Getting To Know Copyranter: Part Two
I don't think I came out the womb angry. It all started when I started school.
2nd part of a Continuing Series: Getting to Know Copyranter.
I spent six years in therapy trying to get at my anger issues. Never quite got there. (She was a top NYC therapist, too.) This Copyranter “act” is not 100% fake, FYI.
Kindergarten
On a show-and-tell day, the class bully—Jack, threatening violence—made me eat the dandelions Suzy had brought in to “show”. Jack wore tight white t-shirts and looked like a mini-serial killer. This was Jack’s private little show and tell: He showed me the flowers and told me to eat them. I still remember chewing, tasting, them. I don’t know what the fuck our teacher, Mrs. Hoblitzell, a 6’ behemoth, was doing. But she was very mean to me all the time.
1st Grade
As I recounted in my last article—Ten Men I’d Punch In The Face—a different class bully, Albert, slugged me hard in the stomach during recess. Why? Because I was there. I bawled my eyes out, and continued bawling back in class where all the girls laughed at me.
1st Grade
After school one day, two “big” third-graders were throwing hands on the front lawn. I put my Batman lunch box down (in the circular driveway) and went in to get a better look. A schoolbus ran over and completely flattened my precious lunch box, sans thermos (see current going price, below). I carried the Batman now-platter home, dejected. (I did get a nifty Rat Patrol lunch box replacement which my Mom many years later sold at a yard sale for ¢25 (more anger).
3rd Grade
One day coming in from recess, Melanie, the prettiest girl in our class, was assigned to hold the door open (only the pretty, smart girls got to hold the door). Ralph, another bully, forcibly kissed her on the lips. Seeing what Ralph did, I did the same thing. I got sent to the Principal’s office. Ralph did not. (I’d probably be sent to jail today.)
4th Grade
Mrs. McKinley—also very tall, very mean—gave us the assignment to do a Family Tree. I asked my Dad what his Granddad did for a living in Ireland. Dad said: “He was a horse thief”. I was fucking stoked. McKinley was not. She gave me an “E” (my grade school’s equivalent of an “F”) for lying and making a mockery of her assignment, and said she was going to call my Dad. I responded: “Go ahead and call him, he’ll cuss you out!” She did, and he responded: “It’s none of your goddamn business what my Grandfather did for a living.” Dad did not punish me. But he revealed, years later, that he had indeed lied to me. (Great Granddad was a farmer.)
6th Grade
Yet another class bully (Marty) insisted that we fight after school, behind the school. I barely knew Marty. He gave no reason. He had quite a few pounds on me. Word got around as it does and there was a good crowd. He hit me hard a couple of times and rassled me to the ground. It was at that moment that I learned two valuable life lessons: 1—I’m not afraid to be punched in the face, and 2—when my anger reaches a certain level, a switch triggers inside of my brain where all fear disappears and intense rage appears. I proceeded to beat the living Shit out of Marty, his eyes nearly swollen shut. He ran home crying.

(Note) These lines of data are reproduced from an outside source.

use async_trait::async_trait;

use super::Result;

/// Minimal key/value primitive backing a namespaced cache.
///
/// Missing keys are reported as `None`, never as an error.
#[async_trait]
pub trait GetSet: Send + Sync {
    /// Gets a value by key.
    async fn get(&self, key: &str) -> Result<Option<String>>;

    /// Overwrites the value stored under `key`.
    async fn set(&self, key: &str, value: &str) -> Result<()>;

    /// Sets or refreshes the expiry of `key`. `0` means "never expire".
    async fn ttl(&self, key: &str, seconds: u64) -> Result<()>;

    /// Deletes `key`. Flushing an absent key is not an error.
    async fn flush(&self, key: &str) -> Result<()>;
}

/// Key/value and set primitives of the backing store shared by the
/// persistent cache stores.
#[async_trait]
pub trait KeyValueStore: Send + Sync {
    /// Gets a string value by key.
    async fn get(&self, key: &str) -> Result<Option<String>>;

    /// Sets a string value.
    async fn set(&self, key: &str, value: &str) -> Result<()>;

    /// Gets several values at once. The result has one slot per key, in key order.
    async fn mget(&self, keys: &[String]) -> Result<Vec<Option<String>>>;

    /// Sets several values in a single write.
    async fn mset(&self, items: &[(String, String)]) -> Result<()>;

    /// Deletes keys of any type.
    async fn del(&self, keys: &[String]) -> Result<()>;

    /// Returns true if the key exists.
    async fn exists(&self, key: &str) -> Result<bool>;

    /// Adds members to the set stored at `key`.
    async fn sadd(&self, key: &str, members: &[String]) -> Result<()>;

    /// Removes members from the set stored at `key`.
    async fn srem(&self, key: &str, members: &[String]) -> Result<()>;

    /// Returns all members of the set stored at `key`.
    async fn smembers(&self, key: &str) -> Result<Vec<String>>;

    /// Returns the subset of `members` that belong to the set stored at
    /// `key`, in the order they were given.
    async fn smembers_present(&self, key: &str, members: &[String]) -> Result<Vec<String>>;
}
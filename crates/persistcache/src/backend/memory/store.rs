//! In-process `KeyValueStore` with string and set values.
//!
//! Mirrors the Redis semantics the stores depend on: `SET` overwrites a key
//! of any type, `DEL`/`EXISTS` see both types, set commands against a string
//! key fail, and a set left empty by `SREM` disappears.

use std::collections::{HashMap, HashSet};
use std::sync::Arc;

use async_trait::async_trait;
use tokio::sync::RwLock;

use persistcache_core::cache::{CacheError, KeyValueStore, Result};

#[derive(Debug, Default)]
struct Inner {
    strings: HashMap<String, String>,
    sets: HashMap<String, HashSet<String>>,
}

impl Inner {
    fn ensure_not_string(&self, key: &str) -> Result<()> {
        if self.strings.contains_key(key) {
            return Err(CacheError::OperationFailed(format!(
                "WRONGTYPE key {key} holds a string value"
            )));
        }
        Ok(())
    }

    fn ensure_not_set(&self, key: &str) -> Result<()> {
        if self.sets.contains_key(key) {
            return Err(CacheError::OperationFailed(format!(
                "WRONGTYPE key {key} holds a set value"
            )));
        }
        Ok(())
    }
}

/// In-memory backing store shared by clones.
#[derive(Debug, Clone, Default)]
pub struct MemoryStore {
    inner: Arc<RwLock<Inner>>,
}

impl MemoryStore {
    pub fn new() -> Self {
        Self::default()
    }
}

#[async_trait]
impl KeyValueStore for MemoryStore {
    async fn get(&self, key: &str) -> Result<Option<String>> {
        let inner = self.inner.read().await;
        inner.ensure_not_set(key)?;
        Ok(inner.strings.get(key).cloned())
    }

    async fn set(&self, key: &str, value: &str) -> Result<()> {
        let mut inner = self.inner.write().await;
        inner.sets.remove(key);
        inner.strings.insert(key.to_string(), value.to_string());
        Ok(())
    }

    async fn mget(&self, keys: &[String]) -> Result<Vec<Option<String>>> {
        let inner = self.inner.read().await;
        // MGET reports keys of another type as missing.
        Ok(keys.iter().map(|key| inner.strings.get(key).cloned()).collect())
    }

    async fn mset(&self, items: &[(String, String)]) -> Result<()> {
        let mut inner = self.inner.write().await;
        for (key, value) in items {
            inner.sets.remove(key);
            inner.strings.insert(key.clone(), value.clone());
        }
        Ok(())
    }

    async fn del(&self, keys: &[String]) -> Result<()> {
        let mut inner = self.inner.write().await;
        for key in keys {
            inner.strings.remove(key);
            inner.sets.remove(key);
        }
        Ok(())
    }

    async fn exists(&self, key: &str) -> Result<bool> {
        let inner = self.inner.read().await;
        Ok(inner.strings.contains_key(key) || inner.sets.contains_key(key))
    }

    async fn sadd(&self, key: &str, members: &[String]) -> Result<()> {
        if members.is_empty() {
            return Ok(());
        }
        let mut inner = self.inner.write().await;
        inner.ensure_not_string(key)?;
        inner
            .sets
            .entry(key.to_string())
            .or_default()
            .extend(members.iter().cloned());
        Ok(())
    }

    async fn srem(&self, key: &str, members: &[String]) -> Result<()> {
        let mut inner = self.inner.write().await;
        inner.ensure_not_string(key)?;
        if let Some(set) = inner.sets.get_mut(key) {
            for member in members {
                set.remove(member);
            }
            if set.is_empty() {
                inner.sets.remove(key);
            }
        }
        Ok(())
    }

    async fn smembers(&self, key: &str) -> Result<Vec<String>> {
        let inner = self.inner.read().await;
        inner.ensure_not_string(key)?;
        let mut members: Vec<String> = inner
            .sets
            .get(key)
            .map(|set| set.iter().cloned().collect())
            .unwrap_or_default();
        members.sort();
        Ok(members)
    }

    async fn smembers_present(&self, key: &str, members: &[String]) -> Result<Vec<String>> {
        let inner = self.inner.read().await;
        inner.ensure_not_string(key)?;
        let Some(set) = inner.sets.get(key) else {
            return Ok(Vec::new());
        };
        Ok(members
            .iter()
            .filter(|member| set.contains(*member))
            .cloned()
            .collect())
    }
}

#[cfg(test)]
mod tests {
    use super::*;

    fn strings(values: &[&str]) -> Vec<String> {
        values.iter().map(|v| v.to_string()).collect()
    }

    #[tokio::test]
    async fn test_get_and_set() {
        let store = MemoryStore::new();
        store.set("k", "v").await.unwrap();
        assert_eq!(store.get("k").await.unwrap(), Some("v".to_string()));
        assert_eq!(store.get("missing").await.unwrap(), None);
    }

    #[tokio::test]
    async fn test_mget_preserves_order() {
        let store = MemoryStore::new();
        store
            .mset(&[("b".to_string(), "2".to_string())])
            .await
            .unwrap();

        let values = store.mget(&strings(&["a", "b", "c"])).await.unwrap();

        assert_eq!(values, vec![None, Some("2".to_string()), None]);
    }

    #[tokio::test]
    async fn test_del_removes_both_types() {
        let store = MemoryStore::new();
        store.set("s", "v").await.unwrap();
        store.sadd("set", &strings(&["m"])).await.unwrap();

        store.del(&strings(&["s", "set", "absent"])).await.unwrap();

        assert!(!store.exists("s").await.unwrap());
        assert!(!store.exists("set").await.unwrap());
    }

    #[tokio::test]
    async fn test_set_operations() {
        let store = MemoryStore::new();
        store.sadd("set", &strings(&["x", "y", "z"])).await.unwrap();
        store.srem("set", &strings(&["y"])).await.unwrap();

        assert!(store.exists("set").await.unwrap());
        assert_eq!(store.smembers("set").await.unwrap(), strings(&["x", "z"]));
    }

    #[tokio::test]
    async fn test_srem_last_member_removes_key() {
        let store = MemoryStore::new();
        store.sadd("set", &strings(&["x"])).await.unwrap();
        store.srem("set", &strings(&["x"])).await.unwrap();
        assert!(!store.exists("set").await.unwrap());
    }

    #[tokio::test]
    async fn test_sadd_empty_does_not_create_key() {
        let store = MemoryStore::new();
        store.sadd("set", &[]).await.unwrap();
        assert!(!store.exists("set").await.unwrap());
    }

    #[tokio::test]
    async fn test_smembers_present_keeps_input_order() {
        let store = MemoryStore::new();
        store.sadd("set", &strings(&["a", "c"])).await.unwrap();

        let present = store
            .smembers_present("set", &strings(&["c", "b", "a"]))
            .await
            .unwrap();

        assert_eq!(present, strings(&["c", "a"]));
    }

    #[tokio::test]
    async fn test_smembers_present_missing_set() {
        let store = MemoryStore::new();
        let present = store
            .smembers_present("nope", &strings(&["a"]))
            .await
            .unwrap();
        assert!(present.is_empty());
    }

    #[tokio::test]
    async fn test_wrong_type_is_an_error() {
        let store = MemoryStore::new();
        store.set("k", "v").await.unwrap();
        let result = store.sadd("k", &strings(&["m"])).await;
        assert!(matches!(result, Err(CacheError::OperationFailed(_))));
    }

    #[tokio::test]
    async fn test_set_overwrites_a_set() {
        let store = MemoryStore::new();
        store.sadd("k", &strings(&["m"])).await.unwrap();
        store.set("k", "v").await.unwrap();
        assert_eq!(store.get("k").await.unwrap(), Some("v".to_string()));
    }
}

Soon after this enlightening encounter is when I started to play Hockey more seriously. (Below, me, rare appearance between the pipes at the local church parking lot. Yes the Mylec® street hockey ball’s in the net).
11th Grade
German class. Test time. I turned around to ask the girl behind me for an eraser. Fräulein Stürges (teacher) walked over, ripped up my test. I protested: “I was asking (girl’s name) for an eraser!” Stürges walked back to her desk and started writing. I got up to see what she was writing; it was my parents’ phone number. (flashback to 4th grade): “Go ahead and call my Dad, he’ll cuss you out!” Stürges: (pointing at door) OUT! (which meant to the Vice Principal’s office). Get to his office, he looked up and told me to get out and go back to class. Home. Dad: “Got any more teachers you want me to cuss out?”